Scientists at Oregon Health and Science University used a gene editing tool called Crispr-Cas9 to remove a genetic mutation that causes sudden heart failure, the first reported success in gene editing outside of China.
Dr David Albert Jones, director at the Anscombe Bioethics Centre in Oxford, England, said: “The whole rationale for this experiment is to take a step towards genetic modification as an assisted reproductive technology.”
Dr Jones released the statement after Nature, an international science journal, reported the researchers’ findings on 2 August, pointing to ethical concerns in the process and aims of gene editing research.
“Women are being encouraged by financial inducements to part with their reproductive potential,” Dr Jones said, highlighted the risk of ovarian hyperstimulation syndrome for participants in the project.
Dr Jones also addressed the overall ambitions for advocates of gene editing.

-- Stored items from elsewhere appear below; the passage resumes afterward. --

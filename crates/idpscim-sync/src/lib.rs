//! Reconciliation orchestration: configuration, secret resolution, the engine,
//! and the run-once and scheduled entry points.

pub mod batcher;
pub mod config;
pub mod diff;
pub mod engine;
pub mod error;
pub mod secrets;

use std::sync::Arc;
use std::time::Duration;

use anyhow::{Context, Result};
use idpscim_adapters::{GoogleDirectoryClient, GoogleDirectoryConfig, ScimClient};
use idpscim_core::State;
use idpscim_storage::{
    BackoffPolicy, FileStateRepository, HttpClientConfig, HttpFetcher, HttpObjectStateRepository,
    StateRepository,
};
use tokio::sync::Mutex;
use tokio_cron_scheduler::{Job, JobScheduler};
use tokio_util::sync::CancellationToken;
use tracing::{error, info, warn};

pub use batcher::{batch_member_patches, MAX_MEMBERS_PER_PATCH};
pub use config::{ApplyOrder, ConfigError, SecretSource, StateBackend, SyncConfig};
pub use diff::{diff_memberships, diff_resources, Delta, MembershipChange, Plan};
pub use engine::{EntityCounts, ReconcileOptions, ReconcileReport, Reconciler, RunContext};
pub use error::{Phase, ReconcileError, ReconcileSource};
pub use secrets::{resolve_secrets, ResolvedSecrets};

pub const CRATE_NAME: &str = "idpscim-sync";

pub fn http_fetcher(config: &SyncConfig) -> Result<Arc<HttpFetcher>> {
    let http = HttpFetcher::new(HttpClientConfig {
        timeout: Duration::from_secs(config.http_timeout_secs),
        user_agent: Some(config.user_agent.clone()),
        backoff: BackoffPolicy {
            max_retries: config.http_max_retries,
            ..BackoffPolicy::default()
        },
        ..Default::default()
    })?;
    Ok(Arc::new(http))
}

pub fn state_repository(
    config: &SyncConfig,
    http: Arc<HttpFetcher>,
    token: Option<String>,
) -> Result<Arc<dyn StateRepository>> {
    let repository: Arc<dyn StateRepository> = match config.state_backend {
        StateBackend::File => Arc::new(FileStateRepository::new(
            config.state_bucket.clone(),
            config.state_key.clone(),
        )),
        StateBackend::Http => {
            let endpoint = config
                .state_endpoint
                .clone()
                .context("http state backend needs state_endpoint")?;
            Arc::new(HttpObjectStateRepository::new(
                http,
                endpoint,
                config.state_bucket.clone(),
                config.state_key.clone(),
                token,
            ))
        }
    };
    Ok(repository)
}

/// Validate configuration, resolve secrets and wire the adapters into an engine.
pub async fn build_reconciler(config: &SyncConfig) -> Result<Reconciler> {
    config.validate().context("validating configuration")?;
    let secrets = resolve_secrets(config)
        .await
        .context("resolving secrets")?;
    let http = http_fetcher(config)?;

    let directory = GoogleDirectoryClient::new(
        Arc::clone(&http),
        GoogleDirectoryConfig {
            base_url: config.directory_base_url.clone(),
            customer: config.directory_customer.clone(),
            access_token: secrets.directory_token,
        },
    );
    let provisioning = ScimClient::new(Arc::clone(&http), config.scim_endpoint.clone(), secrets.scim_token);
    let state = state_repository(config, http, secrets.state_token)?;

    Ok(Reconciler::new(
        Arc::new(directory),
        Arc::new(provisioning),
        state,
        ReconcileOptions {
            apply_order: config.apply_order,
            fetch_concurrency: config.fetch_concurrency,
            max_members_per_patch: MAX_MEMBERS_PER_PATCH,
        },
    ))
}

/// One reconciliation, cancelled by `cancel` or by the configured run deadline.
pub async fn run_sync_once(config: &SyncConfig, cancel: CancellationToken) -> Result<ReconcileReport> {
    let reconciler = build_reconciler(config).await?;
    let ctx = RunContext::new(cancel);

    let deadline = (config.run_timeout_secs > 0).then(|| {
        let token = ctx.cancel.clone();
        let limit = Duration::from_secs(config.run_timeout_secs);
        tokio::spawn(async move {
            tokio::time::sleep(limit).await;
            warn!(timeout_secs = limit.as_secs(), "run deadline reached; cancelling");
            token.cancel();
        })
    });

    let result = reconciler.reconcile(&ctx, &config.group_filters).await;
    if let Some(timer) = deadline {
        timer.abort();
    }
    result.with_context(|| format!("reconciliation run {}", ctx.run_id))
}

pub async fn run_sync_once_from_env() -> Result<ReconcileReport> {
    let config = SyncConfig::from_env().context("loading configuration")?;
    run_sync_once(&config, CancellationToken::new()).await
}

/// Read the persisted snapshot without touching the directory or the target.
pub async fn load_state(config: &SyncConfig) -> Result<Option<State>> {
    let token = secrets::resolve_secret("state_token", &config.state_token)
        .await
        .context("resolving state token")?;
    let repository = state_repository(config, http_fetcher(config)?, token)?;
    repository
        .get()
        .await
        .with_context(|| format!("reading state from {}", repository.location()))
}

/// Build the cron scheduler when enabled. Overlapping ticks are skipped so at
/// most one reconciliation runs at a time.
pub async fn maybe_build_scheduler(
    config: SyncConfig,
    cancel: CancellationToken,
) -> Result<Option<JobScheduler>> {
    if !config.scheduler_enabled {
        return Ok(None);
    }

    let sched = JobScheduler::new().await.context("creating scheduler")?;
    let cron = config.sync_cron.clone();
    let config = Arc::new(config);
    let running = Arc::new(Mutex::new(()));

    let job = Job::new_async(cron.as_str(), move |_uuid, _l| {
        let config = Arc::clone(&config);
        let running = Arc::clone(&running);
        let cancel = cancel.clone();
        Box::pin(async move {
            let Ok(_guard) = running.try_lock() else {
                warn!("previous sync still running; skipping this tick");
                return;
            };
            match run_sync_once(&config, cancel.child_token()).await {
                Ok(report) => info!(
                    run_id = %report.run_id,
                    operations = report.operations(),
                    persisted = report.persisted,
                    "scheduled sync finished"
                ),
                Err(err) => error!(error = ?err, "scheduled sync failed"),
            }
        })
    })
    .with_context(|| format!("creating scheduler job for cron {cron}"))?;
    sched.add(job).await.context("adding scheduler job")?;
    Ok(Some(sched))
}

“The embryo is conceived with the intention that it will be modified. Hence, whichever method is used the aim is the same: to produce a modified embryo.
“This aim is the essence of eugenics: not to make people better but to make ‘better’ people.”
Dr Jones added: “Historic examples, not only in Germany but in Sweden and in the United States show vividly how easily programmes for the eradication of defects in the human stock can undermine principles of equality, solidarity and respect for people with heritable conditions.”
“Eugenics involves not only scientific experimentation but social experimentation and we have seen the results of such experiments. They do not end well.”
The United States does not allow government funding for research involving human embryos, but the work is not illegal if it is funded by private donors.
In February, a report on gene editing by the US National Academy of Sciences (NAS) called the procedure “highly contentious”.
“The technology would therefore cross a line many have viewed as ethically inviolable,” the NAS report stated.